(Stored data entries)
★ ★ ★ ★
/// HTTP/2 error codes (RFC 7540 Section 7)
#[allow(dead_code)]
pub mod error_code {
    pub const NO_ERROR: u32 = 0x0;
    pub const PROTOCOL_ERROR: u32 = 0x1;
    pub const INTERNAL_ERROR: u32 = 0x2;
    pub const FLOW_CONTROL_ERROR: u32 = 0x3;
    pub const SETTINGS_TIMEOUT: u32 = 0x4;
    pub const STREAM_CLOSED: u32 = 0x5;
    pub const FRAME_SIZE_ERROR: u32 = 0x6;
    pub const REFUSED_STREAM: u32 = 0x7;
    pub const CANCEL: u32 = 0x8;
    pub const COMPRESSION_ERROR: u32 = 0x9;
    pub const CONNECT_ERROR: u32 = 0xa;
    pub const ENHANCE_YOUR_CALM: u32 = 0xb;
    pub const INADEQUATE_SECURITY: u32 = 0xc;
    pub const HTTP_1_1_REQUIRED: u32 = 0xd;
}

/// Human-readable frame type name for logs.
pub fn frame_type_name(frame_type: u8) -> &'static str {
    match frame_type {
        frame_type::DATA => "DATA",
        frame_type::HEADERS => "HEADERS",
        frame_type::PRIORITY => "PRIORITY",
        frame_type::RST_STREAM => "RST_STREAM",
        frame_type::SETTINGS => "SETTINGS",
        frame_type::PUSH_PROMISE => "PUSH_PROMISE",
        frame_type::PING => "PING",
        frame_type::GOAWAY => "GOAWAY",
        frame_type::WINDOW_UPDATE => "WINDOW_UPDATE",
        frame_type::CONTINUATION => "CONTINUATION",
        _ => "UNKNOWN",
    }
}

/// A parsed HTTP/2 frame header (9 bytes)
#[derive(Debug, Clone, Copy, PartialEq, Eq)]
pub struct FrameHeader {
    pub length: u32,    // 24 bits
    pub frame_type: u8,
    pub flags: u8,
    pub stream_id: u32, // 31 bits (high bit reserved)
}

impl FrameHeader {
    pub fn new(frame_type: u8, length: u32, flags: u8, stream_id: u32) -> Self {
        Self {
            length,
            frame_type,
            flags,
            stream_id: stream_id & STREAM_ID_MASK,
        }
    }

    /// Parse a 9-byte frame header
    pub fn parse(data: &[u8]) -> Result<Self> {
        if data.len() < FRAME_HEADER_SIZE {
            return Err(Error::Frame(format!(
                "frame header needs {} bytes, got {}",
                FRAME_HEADER_SIZE,
                data.len()
            )));
        }

        let length = ((data[0] as u32) << 16) | ((data[1] as u32) << 8) | (data[2] as u32);
        let stream_id = u32::from_be_bytes([data[5], data[6], data[7], data[8]]) & STREAM_ID_MASK;

        Ok(Self {
            length,
            frame_type: data[3],
            flags: data[4],
            stream_id,
        })
    }

    /// Serialize into the 9-byte wire form.
    pub fn encode(&self) -> [u8; FRAME_HEADER_SIZE] {
        let len = self.length.to_be_bytes();
        let id = (self.stream_id & STREAM_ID_MASK).to_be_bytes();
        [len[1], len[2], len[3], self.frame_type, self.flags, id[0], id[1], id[2], id[3]]
    }

    pub fn write_to(&self, out: &mut Vec<u8>) {
        out.extend_from_slice(&self.encode());
    }

    /// Total frame size including header
    pub fn total_size(&self) -> usize {
        FRAME_HEADER_SIZE + self.length as usize
    }

    pub fn has_flag(&self, flag: u8) -> bool {
        self.flags & flag != 0
    }

    pub fn is_end_stream(&self) -> bool {
        self.has_flag(flags::END_STREAM)
    }
}

/// A decoded frame. Built once at the codec boundary so dispatch is an
/// exhaustive match instead of chained type checks.
#[derive(Debug, Clone, PartialEq, Eq)]
pub enum Frame {
    Headers {
        stream_id: u32,
        end_stream: bool,
        /// HPACK block with padding and priority fields removed.
        header_block: Vec<u8>,
    },
    Data {
        stream_id: u32,
        end_stream: bool,
        payload: Vec<u8>,
    },
    Ping {
        ack: bool,
        stream_id: u32,
        payload: [u8; PING_PAYLOAD_SIZE],
    },
    WindowUpdate {
        stream_id: u32,
        increment: u32,
    },
    RstStream {
        stream_id: u32,
        error_code: u32,
    },
    Settings {
        ack: bool,
        /// (identifier, value) pairs. Empty for ACK frames.
        settings: Vec<(u16, u32)>,
    },
    /// PRIORITY, GOAWAY, PUSH_PROMISE, CONTINUATION, extension frames.
    Unsupported {
        frame_type: u8,
        stream_id: u32,
    },
}
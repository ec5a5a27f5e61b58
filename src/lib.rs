//! h2-stream-server: server-side HTTP/2 for embedded application servers
//!
//! This crate sits between an event loop that owns the sockets and an
//! application that answers requests. It turns raw connection bytes into
//! complete requests and serializes responses back into frames, without
//! doing any I/O of its own.
//!
//! # Features
//!
//! - **Sans-I/O Design**: bytes in through [`Connection::feed`], bytes out
//!   through a [`Transport`] you implement
//! - **Frames**: HEADERS, DATA, PING, WINDOW_UPDATE, RST_STREAM, SETTINGS;
//!   everything else is skipped
//! - **HPACK Support**: header compression via fluke-hpack, one dynamic
//!   table per connection
//! - **Request Reconstruction**: pseudo-headers, query strings, cookies,
//!   urlencoded and multipart bodies
//! - **Response Emission**: default headers, one HEADERS frame and DATA
//!   frames split at the peer's max frame size
//!
//! # Quick Start
//!
//! ```rust
//! use std::io;
//!
//! use h2_stream_server::{Connection, ConnectionInfo, HandlerError, Request, Response, ServerConfig, Transport};
//!
//! struct Socket(Vec<u8>);
//!
//! impl Transport for Socket {
//!     fn send(&mut self, _connection_id: u64, data: &[u8]) -> io::Result<()> {
//!         self.0.extend_from_slice(data);
//!         Ok(())
//!     }
//! }
//!
//! let info = ConnectionInfo::new(1, "127.0.0.1:50000".parse().unwrap(), 443);
//! let mut conn = Connection::new(info, ServerConfig::default(), Socket(Vec::new()));
//!
//! let mut pending = Vec::new();
//! let mut handler = |request: Request, mut response: Response| -> Result<(), HandlerError> {
//!     response.set_body(format!("you asked for {}", request.path()));
//!     pending.push(response);
//!     Ok(())
//! };
//!
//! // PING on stream 0 is answered immediately
//! let ping = [0, 0, 8, 6, 0, 0, 0, 0, 0, 1, 2, 3, 4, 5, 6, 7, 8];
//! conn.feed(&ping, &mut handler).unwrap();
//! assert_eq!(conn.transport().0.len(), ping.len());
//!
//! for mut response in pending {
//!     conn.send_response(&mut response).unwrap();
//! }
//! ```
//!
//! # Architecture
//!
//! - [`frame`]: 9-byte frame header codec, typed [`Frame`], frame builders
//! - [`hpack`]: HPACK decoder/encoder wrappers
//! - [`request`] and [`body`]: request reconstruction and body parsing
//! - [`headers`] and [`response`]: response header assembly
//! - [`connection`]: dispatch state machine and response emitter
//!
//! It does NOT provide TCP, TLS, priority trees, server push or
//! CONTINUATION reassembly.

pub mod body;
pub mod config;
pub mod connection;
pub mod error;
pub mod frame;
pub mod headers;
pub mod hpack;
pub mod request;
pub mod response;
pub mod stream;

pub use body::{MultipartParser, UploadedFile};
pub use config::{ConnectionInfo, ServerConfig};
pub use connection::{Connection, HandlerError, RequestHandler, Transport};
pub use error::{Error, Result};
pub use frame::{error_code, flags, frame_type, settings_id, Frame, FrameDecoder, FrameHeader, CONNECTION_PREFACE};
pub use hpack::{DecodedField, HeaderField, HpackDecoder, HpackEncoder, PseudoHeader};
pub use request::{HeaderMap, Request, RequestContext, ServerParams};
pub use response::{ContentEncoding, Response};
pub use stream::{StreamState, StreamTable};
//! Outbound side: response descriptors to frames

use h2_stream_server::{
    frame_type, ContentEncoding, Error, FrameHeader, Request, Response, ServerConfig,
};

use crate::support::{connection, connection_with, decode_headers, get, headers, is_end_stream, split_frames, Collector};

fn take_response(app: &mut Collector) -> (Request, Response) {
    app.delivered.remove(0)
}

fn names(headers: &[(String, String)]) -> Vec<&str> {
    headers.iter().map(|(n, _)| n.as_str()).collect()
}

fn value<'a>(headers: &'a [(String, String)], name: &str) -> Option<&'a str> {
    headers.iter().find(|(n, _)| n == name).map(|(_, v)| v.as_str())
}

fn body_of(frames: &[(FrameHeader, Vec<u8>)]) -> Vec<u8> {
    frames
        .iter()
        .filter(|(h, _)| h.frame_type == frame_type::DATA)
        .flat_map(|(_, payload)| payload.iter().copied())
        .collect()
}

#[test]
fn test_default_headers() {
    let mut conn = connection();
    let mut app = Collector::default();
    conn.feed(&get(1, "/"), &mut app).unwrap();
    let (_, mut response) = take_response(&mut app);
    response.set_body("<h1>hi</h1>");
    conn.send_response(&mut response).unwrap();

    let writes = &conn.transport().writes;
    assert_eq!(writes.len(), 1, "HEADERS and DATA go out in one write");
    let frames = split_frames(&writes[0]);
    assert_eq!(frames.len(), 2);

    let (headers_frame, block) = &frames[0];
    assert_eq!(headers_frame.frame_type, frame_type::HEADERS);
    assert_eq!(headers_frame.stream_id, 1);
    assert!(!is_end_stream(headers_frame));

    let mut client = fluke_hpack::Decoder::new();
    let fields = decode_headers(&mut client, block);
    assert_eq!(names(&fields), vec![":status", "server", "content-type", "date", "content-length"]);
    assert_eq!(value(&fields, ":status"), Some("200"));
    assert_eq!(value(&fields, "server"), Some("h2-stream-server"));
    assert_eq!(value(&fields, "content-length"), Some("11"));
    assert!(value(&fields, "date").is_some_and(|d| d.ends_with(" GMT")));

    let (data_frame, payload) = &frames[1];
    assert_eq!(data_frame.frame_type, frame_type::DATA);
    assert!(is_end_stream(data_frame));
    assert_eq!(payload, b"<h1>hi</h1>");
}

#[test]
fn test_options_response_carries_allow() {
    let mut conn = connection();
    let mut app = Collector::default();
    conn.feed(&headers(1, true, &[(":method", "OPTIONS"), (":path", "*")]), &mut app)
        .unwrap();
    let (_, mut response) = take_response(&mut app);
    conn.send_response(&mut response).unwrap();

    let frames = split_frames(&conn.transport().writes[0]);
    let fields = decode_headers(&mut fluke_hpack::Decoder::new(), &frames[0].1);
    assert_eq!(value(&fields, "allow"), Some("GET, POST, PUT, PATCH, DELETE, HEAD, OPTIONS"));
    assert!(value(&fields, "content-length").is_none());
}

#[test]
fn test_empty_body_sends_single_empty_data_frame() {
    let mut conn = connection();
    let mut app = Collector::default();
    conn.feed(&get(1, "/"), &mut app).unwrap();
    let (_, mut response) = take_response(&mut app);
    response.set_status(204);
    conn.send_response(&mut response).unwrap();

    let frames = split_frames(&conn.transport().writes[0]);
    assert_eq!(frames.len(), 2);
    assert_eq!(frames[1].0.length, 0);
    assert!(is_end_stream(&frames[1].0));
}

#[test]
fn test_large_body_split_at_max_frame_size() {
    let mut conn = connection();
    let mut app = Collector::default();
    conn.feed(&get(1, "/big"), &mut app).unwrap();
    let (_, mut response) = take_response(&mut app);
    let body: Vec<u8> = (0..40_000u32).map(|i| (i % 251) as u8).collect();
    response.set_body(body.clone());
    conn.send_response(&mut response).unwrap();

    let frames = split_frames(&conn.transport().writes[0]);
    let data: Vec<&(FrameHeader, Vec<u8>)> = frames.iter().filter(|(h, _)| h.frame_type == frame_type::DATA).collect();
    assert_eq!(data.len(), 3);
    assert!(data.iter().all(|(h, _)| h.length as usize <= 16_384));
    assert!(!is_end_stream(&data[0].0));
    assert!(!is_end_stream(&data[1].0));
    assert!(is_end_stream(&data[2].0));
    assert_eq!(body_of(&frames), body);
}

#[test]
fn test_custom_headers_cookies_and_encoding() {
    let mut conn = connection_with(ServerConfig::default().with_server_software("edge/9"));
    let mut app = Collector::default();
    conn.feed(&get(1, "/"), &mut app).unwrap();
    let (_, mut response) = take_response(&mut app);
    response
        .set_status(201)
        .header("content-type", "application/json")
        .header("x-request-id", "abc")
        .cookie("sid=42; HttpOnly");
    response.set_body("{\"uncompressed\":true}");
    response.set_compressed(ContentEncoding::Gzip, vec![0x1f, 0x8b, 0x08]);
    conn.send_response(&mut response).unwrap();

    let frames = split_frames(&conn.transport().writes[0]);
    let fields = decode_headers(&mut fluke_hpack::Decoder::new(), &frames[0].1);
    assert_eq!(
        names(&fields),
        vec![
            ":status",
            "content-type",
            "x-request-id",
            "server",
            "content-length",
            "date",
            "set-cookie",
            "content-encoding",
        ]
    );
    assert_eq!(value(&fields, ":status"), Some("201"));
    assert_eq!(value(&fields, "server"), Some("edge/9"));
    assert_eq!(value(&fields, "content-length"), Some("3"));
    assert_eq!(value(&fields, "content-encoding"), Some("gzip"));
    assert_eq!(body_of(&frames), vec![0x1f, 0x8b, 0x08]);
}

#[test]
fn test_second_send_is_rejected() {
    let mut conn = connection();
    let mut app = Collector::default();
    conn.feed(&get(1, "/"), &mut app).unwrap();
    let (_, mut response) = take_response(&mut app);
    conn.send_response(&mut response).unwrap();

    assert!(matches!(conn.send_response(&mut response), Err(Error::HeadersAlreadySent(1))));
    assert_eq!(conn.transport().writes.len(), 1);
}

#[test]
fn test_write_failure_then_retry() {
    let mut conn = connection();
    let mut app = Collector::default();
    conn.feed(&get(1, "/"), &mut app).unwrap();
    let (_, mut response) = take_response(&mut app);
    response.set_body("retry me");

    conn.transport_mut().fail_next = true;
    assert!(matches!(conn.send_response(&mut response), Err(Error::Write { stream_id: 1, .. })));
    assert!(!response.is_header_sent());

    conn.send_response(&mut response).unwrap();
    assert!(response.is_header_sent());
    assert_eq!(body_of(&split_frames(&conn.transport().writes[0])), b"retry me");
}

#[test]
fn test_responses_share_one_client_decoder() {
    let mut conn = connection();
    let mut app = Collector::default();
    conn.feed(&get(1, "/a"), &mut app).unwrap();
    conn.feed(&get(3, "/b"), &mut app).unwrap();

    for (request, mut response) in std::mem::take(&mut app.delivered) {
        response.header("x-path", request.path());
        conn.send_response(&mut response).unwrap();
    }

    let mut client = fluke_hpack::Decoder::new();
    let paths: Vec<String> = conn
        .transport()
        .writes
        .iter()
        .map(|w| {
            let frames = split_frames(w);
            let fields = decode_headers(&mut client, &frames[0].1);
            value(&fields, "x-path").unwrap_or_default().to_string()
        })
        .collect();
    assert_eq!(paths, vec!["/a", "/b"]);
}

#[test]
fn test_response_after_later_requests() {
    // responses may be emitted in any order once requests complete
    let mut conn = connection();
    let mut app = Collector::default();
    conn.feed(&get(1, "/slow"), &mut app).unwrap();
    conn.feed(&get(3, "/fast"), &mut app).unwrap();
    let (_, mut slow) = take_response(&mut app);
    let (_, mut fast) = take_response(&mut app);

    conn.send_response(&mut fast).unwrap();
    conn.send_response(&mut slow).unwrap();

    let ids: Vec<u32> = conn
        .transport()
        .writes
        .iter()
        .map(|w| split_frames(w)[0].0.stream_id)
        .collect();
    assert_eq!(ids, vec![3, 1]);
}

#[test]
fn test_reset_and_go_away() {
    let mut conn = connection();
    let mut app = Collector::default();
    conn.feed(&headers(1, false, &[(":method", "POST"), (":path", "/")]), &mut app)
        .unwrap();
    conn.feed(&get(3, "/"), &mut app).unwrap();

    conn.reset_stream(1, h2_stream_server::error_code::REFUSED_STREAM).unwrap();
    assert!(conn.streams().is_empty());
    conn.go_away(h2_stream_server::error_code::NO_ERROR).unwrap();

    let writes = &conn.transport().writes;
    let rst = split_frames(&writes[0]);
    assert_eq!(rst[0].0.frame_type, frame_type::RST_STREAM);
    assert_eq!(rst[0].0.stream_id, 1);
    let goaway = split_frames(&writes[1]);
    assert_eq!(goaway[0].0.frame_type, frame_type::GOAWAY);
    assert_eq!(&goaway[0].1[..4], &3u32.to_be_bytes());
}

#[test]
fn test_start_sends_server_settings() {
    let mut conn = connection();
    conn.start().unwrap();
    let frames = split_frames(&conn.transport().writes[0]);
    assert_eq!(frames[0].0.frame_type, frame_type::SETTINGS);
    assert_eq!(frames[0].0.length, 12);
}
★ ★ ★ ★
Within the records above, each line containing "ContentEncoding" is to be returned.

# Reply
pub use response::{ContentEncoding, Response};
    frame_type, ContentEncoding, Error, FrameHeader, Request, Response, ServerConfig,
    response.set_compressed(ContentEncoding::Gzip, vec![0x1f, 0x8b, 0x08]);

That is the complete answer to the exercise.